Legendary singer-songwriter turns up in Eddie Wilson’s memoir of the 1970s.


Eddie Wilson‘s long-awaited book, “Armadillo World Headquarters,” written with Jesse Sublett, is packed with well-told stories. With their permission, we are sharing some of the choice yarns over the course of a few weeks.

The Austin spot at South First Street and Barton Springs Road was known for more than music, beer and other recreational substances. Food was central to its identity. Many of the stories in the book revolve around the kitchen, where visiting musicians often gravitated.

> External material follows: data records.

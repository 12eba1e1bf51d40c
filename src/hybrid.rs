//! Hybrid scoring: one ranking value from independent semantic and keyword scores.
//!
//! Both inputs are optional. An item without an embedding has no semantic
//! score and still ranks on its keyword score alone; the missing signal is
//! not renormalized against.
//!
//! | semantic | keyword | final |
//! |----------|---------|-------|
//! | `None` | `None` | `0.0` |
//! | `Some(s)` | `None` | `s` |
//! | `None` | `Some(k)` | `k` |
//! | `Some(s)` | `Some(k)` | `w_s × s + w_k × k` |
//!
//! Present scores must be finite and within `[0, 1]`; anything else is
//! rejected rather than clamped.

use serde::{Deserialize, Serialize};

use crate::error::ValidationError;

/// Tolerance applied when checking that weights sum to `1.0`.
pub const WEIGHT_SUM_TOLERANCE: f64 = 1e-4;

/// Relative weights for the two signals. Must sum to `1.0`.
#[derive(Debug, Clone, Copy, PartialEq, Serialize, Deserialize)]
pub struct HybridWeights {
    pub semantic: f64,
    pub keyword: f64,
}

impl Default for HybridWeights {
    fn default() -> Self {
        Self {
            semantic: 0.7,
            keyword: 0.3,
        }
    }
}

/// Result of [`hybrid_score`]. Computed on demand, never stored.
#[derive(Debug, Clone, Copy, PartialEq, Serialize)]
pub struct HybridScore {
    pub semantic: Option<f64>,
    pub keyword: Option<f64>,
    pub weights: HybridWeights,
    pub final_score: f64,
}

pub fn validate_weights(weights: &HybridWeights) -> Result<(), ValidationError> {
    for (name, w) in [("semantic", weights.semantic), ("keyword", weights.keyword)] {
        if !w.is_finite() || w < 0.0 {
            return Err(ValidationError::InvalidWeights(format!(
                "{} weight must be non-negative, got {}",
                name, w
            )));
        }
        if w > 1.0 {
            return Err(ValidationError::InvalidWeights(format!(
                "{} weight must be <= 1.0, got {}",
                name, w
            )));
        }
    }

    let sum = weights.semantic + weights.keyword;
    if (sum - 1.0).abs() > WEIGHT_SUM_TOLERANCE {
        return Err(ValidationError::InvalidWeights(format!(
            "weights must sum to 1.0, got {}",
            sum
        )));
    }

    Ok(())
}

fn validate_score(name: &str, score: Option<f64>) -> Result<(), ValidationError> {
    match score {
        Some(s) if !(0.0..=1.0).contains(&s) => Err(ValidationError::InvalidScore(format!(
            "{} score must be within [0, 1], got {}",
            name, s
        ))),
        _ => Ok(()),
    }
}

/// Combine a semantic and a keyword score into a single ranking value.
pub fn hybrid_score(
    semantic: Option<f64>,
    keyword: Option<f64>,
    weights: HybridWeights,
) -> Result<HybridScore, ValidationError> {
    validate_weights(&weights)?;
    validate_score("semantic", semantic)?;
    validate_score("keyword", keyword)?;

    let final_score = match (semantic, keyword) {
        (None, None) => 0.0,
        (Some(s), None) => s,
        (None, Some(k)) => k,
        (Some(s), Some(k)) => weights.semantic * s + weights.keyword * k,
    };

    Ok(HybridScore {
        semantic,
        keyword,
        weights,
        final_score,
    })
}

In this case, legendary singer-songwriter Van Morrison presented a humorous conundrum for Wilson’s crew:

“We were pleased as punch that Van Morrison chose the Armadillo to kick off his Caledonia Soul Express tour in January 1974. Van was big box office at the time, and to cover the premium price we paid to get him, we raised the cover to $3 for his show. All three nights sold out.

Van was supernaturally gifted and more than a little eccentric, but we did our best to keep him comfortable and happy. Genie and I even put him up at our house. During his entire stay in Austin, a young, attractive female companion did all his talking for him. She was introduced as his ‘masseuse and interpreter.’ A typical interaction went like this:

‘Van would like an omelet,’ said the interpreter

‘OK, I’ll be glad to make Van an omelet,’ I said.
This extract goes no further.